Interrobang takes readers through the speakers' mindscapes, investigating the building blocks of identity: what we love and what we fear. In the poem "People Like Us" the speaker, through a series of expertly strung together sonnets in iambic hexameter, reflects on the reasons why "we make the same mistakes again" in love and relationships. The poem follows the speaker's love affair from the "nonstop if/then … a love me, love me not lament" to the "Drawn curtain: faded, black. We fucked. We hollered" and finally to the "inevidable mess we've been, / unmade again." The poem ends in a similar place where it began, with the declaration that it's a "Mistake I'll never make again." It's easy to relate; with deft honesty and vulnerability, we as readers can't help but be sucked into the cycle of brokenness and wholeness, of love and fear, of vulnerability and strength. Essentially, we're all like the speaker — "we're dust, we're everywhere," (24).
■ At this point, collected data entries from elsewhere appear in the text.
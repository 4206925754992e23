use serde::{Deserialize, Serialize};

use super::Ast;
use crate::parser::{self, TokenKind};

/// One decoded token, in buffer order.
#[derive(Debug, Clone, PartialEq, Eq, Serialize, Deserialize)]
pub struct ListingEntry {
    pub offset: u32,
    /// Sublist nesting level; top-level tokens are 0.
    pub depth: usize,
    pub mnemonic: String,
    #[serde(default, skip_serializing_if = "Option::is_none")]
    pub operand: Option<String>,
}

impl ListingEntry {
    /// `0x0003   INTEGER.+` style line, indented by depth.
    pub fn to_line(&self) -> String {
        let indent = "  ".repeat(self.depth);
        match &self.operand {
            Some(operand) => format!("0x{:04X}  {}{} {}", self.offset, indent, self.mnemonic, operand),
            None => format!("0x{:04X}  {}{}", self.offset, indent, self.mnemonic),
        }
    }
}

/// Flat listing of every token, sublist bodies included.
pub fn listing(bytes: &[u8]) -> Vec<ListingEntry> {
    let mut out = Vec::new();
    // open windows, innermost last
    let mut windows = vec![parser::tokens(bytes, 0, bytes.len() as u32)];
    while let Some(tokens) = windows.last_mut() {
        let Some(token) = tokens.next() else {
            windows.pop();
            continue;
        };
        let depth = windows.len() - 1;
        let (mnemonic, operand) = match token.kind {
            TokenKind::Instruction(op) => (op.to_string(), None),
            TokenKind::Int(v) => ("INT".to_string(), Some(v.to_string())),
            TokenKind::Bool(b) => ("BOOL".to_string(), Some(if b { "TRUE" } else { "FALSE" }.to_string())),
            TokenKind::Sublist { length, .. } => ("SUBLIST".to_string(), Some(length.to_string())),
        };
        out.push(ListingEntry {
            offset: token.offset,
            depth,
            mnemonic,
            operand,
        });
        if let TokenKind::Sublist { offset, length } = token.kind {
            windows.push(parser::tokens(bytes, offset, length));
        }
    }
    out
}

/// Bytecode back to S-expression source, straight from the tokens.
pub fn to_sexpr(bytes: &[u8]) -> String {
    let len = bytes.len() as u32;
    // a lone top-level token prints bare, like Ast::from_bytecode
    let wrapped = parser::tokens(bytes, 0, len).count() != 1;
    let mut out = String::new();
    if wrapped {
        out.push('(');
    }
    let mut windows = vec![(parser::tokens(bytes, 0, len), false)];
    while let Some((tokens, started)) = windows.last_mut() {
        let Some(token) = tokens.next() else {
            windows.pop();
            if wrapped || !windows.is_empty() {
                out.push(')');
            }
            continue;
        };
        if *started {
            out.push(' ');
        }
        *started = true;
        match Ast::leaf(token.kind) {
            Some(leaf) => out.push_str(&leaf.to_string()),
            None => {
                if let TokenKind::Sublist { offset, length } = token.kind {
                    out.push('(');
                    windows.push((parser::tokens(bytes, offset, length), false));
                }
            }
        }
    }
    out
}

#[cfg(test)]
mod tests {
    use pretty_assertions::assert_eq;

    use super::*;

    fn entry(offset: u32, depth: usize, mnemonic: &str, operand: Option<&str>) -> ListingEntry {
        ListingEntry {
            offset,
            depth,
            mnemonic: mnemonic.to_string(),
            operand: operand.map(str::to_string),
        }
    }

    #[test]
    fn lists_nested_tokens() {
        let code = [0x04, 0x00, 0x03, 0x03, 0x01, 0x22, 0x00, 0x02, 0x00, 0x00, 0x00, 0x07];
        assert_eq!(
            listing(&code),
            vec![
                entry(0, 0, "SUBLIST", Some("3")),
                entry(3, 1, "BOOL", Some("TRUE")),
                entry(5, 1, "BOOLEAN.SWAP", None),
                entry(6, 0, "NOOP", None),
                entry(7, 0, "INT", Some("7")),
            ]
        );
    }

    #[test]
    fn lines_are_indented() {
        assert_eq!(entry(5, 1, "BOOLEAN.SWAP", None).to_line(), "0x0005    BOOLEAN.SWAP");
        assert_eq!(entry(7, 0, "INT", Some("7")).to_line(), "0x0007  INT 7");
    }

    #[test]
    fn truncated_tail_is_left_out() {
        let code = [0x10, 0x02, 0x00];
        assert_eq!(listing(&code), vec![entry(0, 0, "INTEGER.+", None)]);
    }

    #[test]
    fn sexpr_of_bytecode() {
        let code = [0x04, 0x00, 0x0B, 0x02, 0, 0, 0, 10, 0x02, 0, 0, 0, 32, 0x10];
        assert_eq!(to_sexpr(&code), "(10 32 INTEGER.+)");
        assert_eq!(to_sexpr(&[0x13, 0x12]), "(INTEGER.DUP INTEGER.*)");
    }

    /// `depth` sublists, each holding only the next, around one INTEGER.DUP.
    fn nested(depth: usize) -> Vec<u8> {
        let total = 3 * depth + 1;
        let mut code = Vec::with_capacity(total);
        for level in 0..depth {
            let body = (total - 3 * (level + 1)) as u16;
            code.push(0x04);
            code.extend_from_slice(&body.to_be_bytes());
        }
        code.push(0x13);
        code
    }

    #[test]
    fn deep_nesting_stays_off_the_call_stack() {
        const DEPTH: usize = 20_000;
        // a thread stack far too small for one frame per level
        let worker = std::thread::Builder::new()
            .stack_size(128 * 1024)
            .spawn(|| {
                let code = nested(DEPTH);
                (listing(&code), to_sexpr(&code))
            })
            .unwrap();
        let (entries, text) = worker.join().unwrap();

        assert_eq!(entries.len(), DEPTH + 1);
        assert_eq!(entries[DEPTH], entry(3 * DEPTH as u32, DEPTH, "INTEGER.DUP", None));
        assert_eq!(entries[1], entry(3, 1, "SUBLIST", Some((3 * (DEPTH - 2) + 1).to_string().as_str())));
        assert_eq!(text.len(), 2 * DEPTH + "INTEGER.DUP".len());
        assert!(text.starts_with("(((") && text.ends_with("INTEGER.DUP)))"));
    }

    #[test]
    fn sexpr_of_a_lone_token_is_bare() {
        assert_eq!(to_sexpr(&[0x02, 0, 0, 0, 7]), "7");
        assert_eq!(to_sexpr(&[0x04, 0x00, 0x00]), "()");
        assert_eq!(to_sexpr(&[]), "()");
    }
}
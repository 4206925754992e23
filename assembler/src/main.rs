use anyhow::{Context, Result};
use clap::Parser;
use push3_vm::program::{read_sexpr, Ast};
use std::path::Path;

fn load_source(input: impl AsRef<Path>) -> Result<Ast> {
    let input = input.as_ref();
    let text = std::fs::read_to_string(input)
        .with_context(|| format!("Failed to read {}", input.display()))?;
    read_sexpr(&text).with_context(|| format!("in {}", input.display()))
}

fn hex_dump(data: &[u8]) -> String {
    data.iter()
        .map(|b| format!("{:02X}", b))
        .collect::<Vec<_>>()
        .join(" ")
}

fn compile(input: impl AsRef<Path>, output: Option<&Path>, hex: bool) -> Result<Vec<u8>> {
    let ast = load_source(input)?;
    let data = ast.to_bytecode()?;
    log::info!(
        "{} nodes, nesting depth {}, {} bytes",
        ast.size(),
        ast.depth(),
        data.len()
    );

    if let Some(output) = output {
        std::fs::write(output, &data)
            .with_context(|| format!("Failed to write {}", output.display()))?;
    }
    if hex || output.is_none() {
        println!("{}", hex_dump(&data));
    }

    Ok(data)
}

#[derive(Parser, Debug)]
#[command(version, about = "Assemble S-expression source into push3 bytecode", long_about = None)]
struct Args {
    #[clap(short, long)]
    input: String,
    /// Where to write the bytecode. Without it the bytes are printed as hex.
    #[clap(short, long)]
    output: Option<String>,
    /// Also print the bytes as hex when writing a file.
    #[clap(long)]
    hex: bool,
}

fn main() {
    env_logger::init();
    let args = Args::parse();
    let output = args.output.as_deref().map(Path::new);
    if let Err(e) = compile(&args.input, output, args.hex) {
        log::error!("Error: {:#}", e);
        std::process::exit(1);
    }
}
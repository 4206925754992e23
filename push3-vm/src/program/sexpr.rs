use std::str::FromStr;

use anyhow::{anyhow, bail, Result};

use super::Ast;
use crate::opcode::Opcode;

#[derive(Debug, Clone, PartialEq, Eq)]
enum Lexeme<'a> {
    Open,
    Close,
    Atom(&'a str),
}

struct Lexer<'a> {
    text: &'a str,
    pos: usize,
    line: usize,
}

impl<'a> Lexer<'a> {
    fn new(text: &'a str) -> Self {
        Self {
            text,
            pos: 0,
            line: 1,
        }
    }

    fn skip_blank(&mut self) {
        let bytes = self.text.as_bytes();
        while self.pos < bytes.len() {
            match bytes[self.pos] {
                b'\n' => {
                    self.line += 1;
                    self.pos += 1;
                }
                b';' => {
                    while self.pos < bytes.len() && bytes[self.pos] != b'\n' {
                        self.pos += 1;
                    }
                }
                c if c.is_ascii_whitespace() => self.pos += 1,
                _ => break,
            }
        }
    }

    fn next_lexeme(&mut self) -> Option<(Lexeme<'a>, usize)> {
        self.skip_blank();
        let bytes = self.text.as_bytes();
        let start = self.pos;
        let lexeme = match *bytes.get(start)? {
            b'(' => {
                self.pos += 1;
                Lexeme::Open
            }
            b')' => {
                self.pos += 1;
                Lexeme::Close
            }
            _ => {
                while self.pos < bytes.len()
                    && !bytes[self.pos].is_ascii_whitespace()
                    && !matches!(bytes[self.pos], b'(' | b')' | b';')
                {
                    self.pos += 1;
                }
                Lexeme::Atom(&self.text[start..self.pos])
            }
        };
        Some((lexeme, self.line))
    }
}

fn atom(text: &str, line: usize) -> Result<Ast> {
    if let Ok(v) = text.parse::<i64>() {
        let v = i32::try_from(v)
            .map_err(|_| anyhow!("line {line}: integer literal {text} does not fit in 32 bits"))?;
        return Ok(Ast::Int(v));
    }
    if text.eq_ignore_ascii_case("TRUE") {
        return Ok(Ast::Bool(true));
    }
    if text.eq_ignore_ascii_case("FALSE") {
        return Ok(Ast::Bool(false));
    }
    Opcode::from_str(text)
        .map(Ast::Instruction)
        .map_err(|_| anyhow!("line {line}: unknown instruction `{text}`"))
}

/// Read a program written as an S-expression.
///
/// Atoms are integer literals, `TRUE`/`FALSE` or instruction mnemonics (any case).
/// `;` starts a comment that runs to the end of the line. Several top-level forms
/// are wrapped in one sublist.
pub fn read_sexpr(text: &str) -> Result<Ast> {
    let mut lexer = Lexer::new(text);
    // innermost open sublist last, with the line it opened on
    let mut open: Vec<(Vec<Ast>, usize)> = Vec::new();
    let mut top = Vec::new();

    while let Some((lexeme, line)) = lexer.next_lexeme() {
        let node = match lexeme {
            Lexeme::Open => {
                open.push((Vec::new(), line));
                continue;
            }
            Lexeme::Close => match open.pop() {
                Some((items, _)) => Ast::Sublist(items),
                None => bail!("line {line}: unmatched `)`"),
            },
            Lexeme::Atom(text) => atom(text, line)?,
        };
        match open.last_mut() {
            Some((items, _)) => items.push(node),
            None => top.push(node),
        }
    }

    if let Some((_, line)) = open.last() {
        bail!("line {line}: `(` is never closed");
    }
    match top.len() {
        0 => bail!("program is empty"),
        1 => Ok(top.remove(0)),
        _ => Ok(Ast::Sublist(top)),
    }
}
Many of the poems in this collection explore the extremes of the human condition and the horrible point where love becomes obsession and fear becomes phobia. Most pieces derive their names from actual disorders, "Clithrophila," for example, explores a speaker's mind who loves being enclosed in small spaces — "a closet; a stall; / the crevice between your flesh and the wall" (27). Another particularly poignant and heart-wrenching poem is "Pediophilia" which explores a mother's grief and how she tries to fill the void of a deceased daughter with dolls:

"The first an angel: fearsome, glass-glazed gift
to dull a mother's utter grief: the next
a paint and porcelain she numbly bought
from QVC. It looked like her."
The sonnet, however, turns at the moment the speaker reveals the heartbreaking undertone to it all, how "each small doll dress / arranged by day comes into disarray / by night." The grief further intensifies at the close:

"She weeps in overflowing sea of limbs
That manage, year by year to commandeer
The bed, the floor, and more. An orphanage
Of girls. A thousand eyes that cannot shut (39)."
The eyes, then, are ours, too. We can't look away from the chaos of grief, of longing, of obsession.
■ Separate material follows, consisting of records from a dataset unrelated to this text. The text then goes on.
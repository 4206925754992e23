//! Fixed-arity wrappers around [`execute`] for callers that only care about
//! integers in and integers out.

use crate::config::VmConfig;
use crate::descriptor::Descriptor;
use crate::error::VmResult;
use crate::vm::{execute, Int, Stacks};

/// Everything one invocation starts from.
#[derive(Debug, Clone, Default, PartialEq, Eq)]
pub struct ProgramInputs {
    pub code: Vec<u8>,
    pub code_stack: Vec<Descriptor>,
    pub exec_stack: Vec<Descriptor>,
    pub int_stack: Vec<Int>,
    pub bool_stack: Vec<bool>,
}

impl ProgramInputs {
    /// The whole of `code` as one sublist on the exec stack, with `ints` preloaded.
    pub fn new(code: impl Into<Vec<u8>>, ints: impl IntoIterator<Item = Int>) -> Self {
        let code = code.into();
        let Stacks {
            code: code_stack,
            exec: exec_stack,
            ..
        } = Stacks::for_program(&code);
        Self {
            code,
            code_stack,
            exec_stack,
            int_stack: ints.into_iter().collect(),
            bool_stack: Vec::new(),
        }
    }

    pub fn run(self, config: &VmConfig) -> VmResult<Stacks> {
        let initial = Stacks {
            code: self.code_stack,
            exec: self.exec_stack,
            int: self.int_stack,
            bool: self.bool_stack,
        };
        execute(&self.code, initial, config)
    }
}

pub fn run_program(
    code: &[u8],
    ints: impl IntoIterator<Item = Int>,
    config: &VmConfig,
) -> VmResult<Stacks> {
    execute(code, Stacks::for_program(code).with_ints(ints), config)
}

/// Top of the integer stack after running `code` on `[x]`.
pub fn run_unary(code: &[u8], x: Int, config: &VmConfig) -> VmResult<Option<Int>> {
    let out = run_program(code, [x], config)?;
    Ok(out.int.last().copied())
}

/// `(second, top)` of the integer stack after running `code` on `[x, y]`.
pub fn run_binary(
    code: &[u8],
    x: Int,
    y: Int,
    config: &VmConfig,
) -> VmResult<Option<(Int, Int)>> {
    let out = run_program(code, [x, y], config)?;
    Ok(match out.int.as_slice() {
        [.., second, top] => Some((*second, *top)),
        _ => None,
    })
}
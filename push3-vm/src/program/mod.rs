//! Program toolkit: S-expression source, syntax tree, bytecode writer and
//! listings.

mod ast;
mod listing;
mod sexpr;

pub use ast::Ast;
pub use listing::{listing, to_sexpr, ListingEntry};
pub use sexpr::read_sexpr;

use anyhow::Result;

/// Source text straight to program bytes.
pub fn assemble(text: &str) -> Result<Vec<u8>> {
    read_sexpr(text)?.to_bytecode()
}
Piazza's phobia poems are no less revealing, and many of them explore fears that come from within. In "Patroiophobia" a fear of heredity, the speaker laments "a tricky heirloom passed / to her at birth" — a family's high expectations, for which the solution is simply to be set free — "renounce a family tree for solid ground" or the finding of one's self (57). In "Melophobia," a fear of music, the speaker fears "a voice too frail, too thin" and reveals that the overwhelming aspect of creating music is the fear of sounding "as much yourself as possible," (19).

The poem "Nephophobia" is particularly interesting. It explores a woman's fear of seemingly harmless clouds and how she's haunted by "the sky's / stark darkening as winter months encroach." The poem's turn, though, puts this phobia into perspective:

"But strange: the same sad girl finds butterflies
In summer, softly steals to where they perch
And smoothly clasps one colored wing. She'd see
Her power if she knew the slow command
That wing beats have of winds. A deity;
A woman trapping weather in her hands (61). "
Interestingly enough, as a reader, I found the poems in this collection that explore phobia more optimistic, as they illustrate how the spirit can overcome feelings of overwhelming fear by looking inward to the self.

Interrobang is both cutting and crafted. The collection draws its power from the way the poems brush up against each other and dig deeper into what makes us who we are. It explores the spectrum of the human spirit — from its power to its ruin. It's a masterful, polished mess, and the truth of the matter is, "this mess is us" (32).




Katherine Hoerth is the author of three books of poetry: a collection titled The Garden Uprooted (Slough Press, 2012), and two chapbooks titled The Garden of Dresses (Mouthfeel Press, 2012) and Among the Mariposas (Mouthfeel Press, 2010). She teaches writing at South Texas College, and edits poetry for Fifth Wednesday Journal.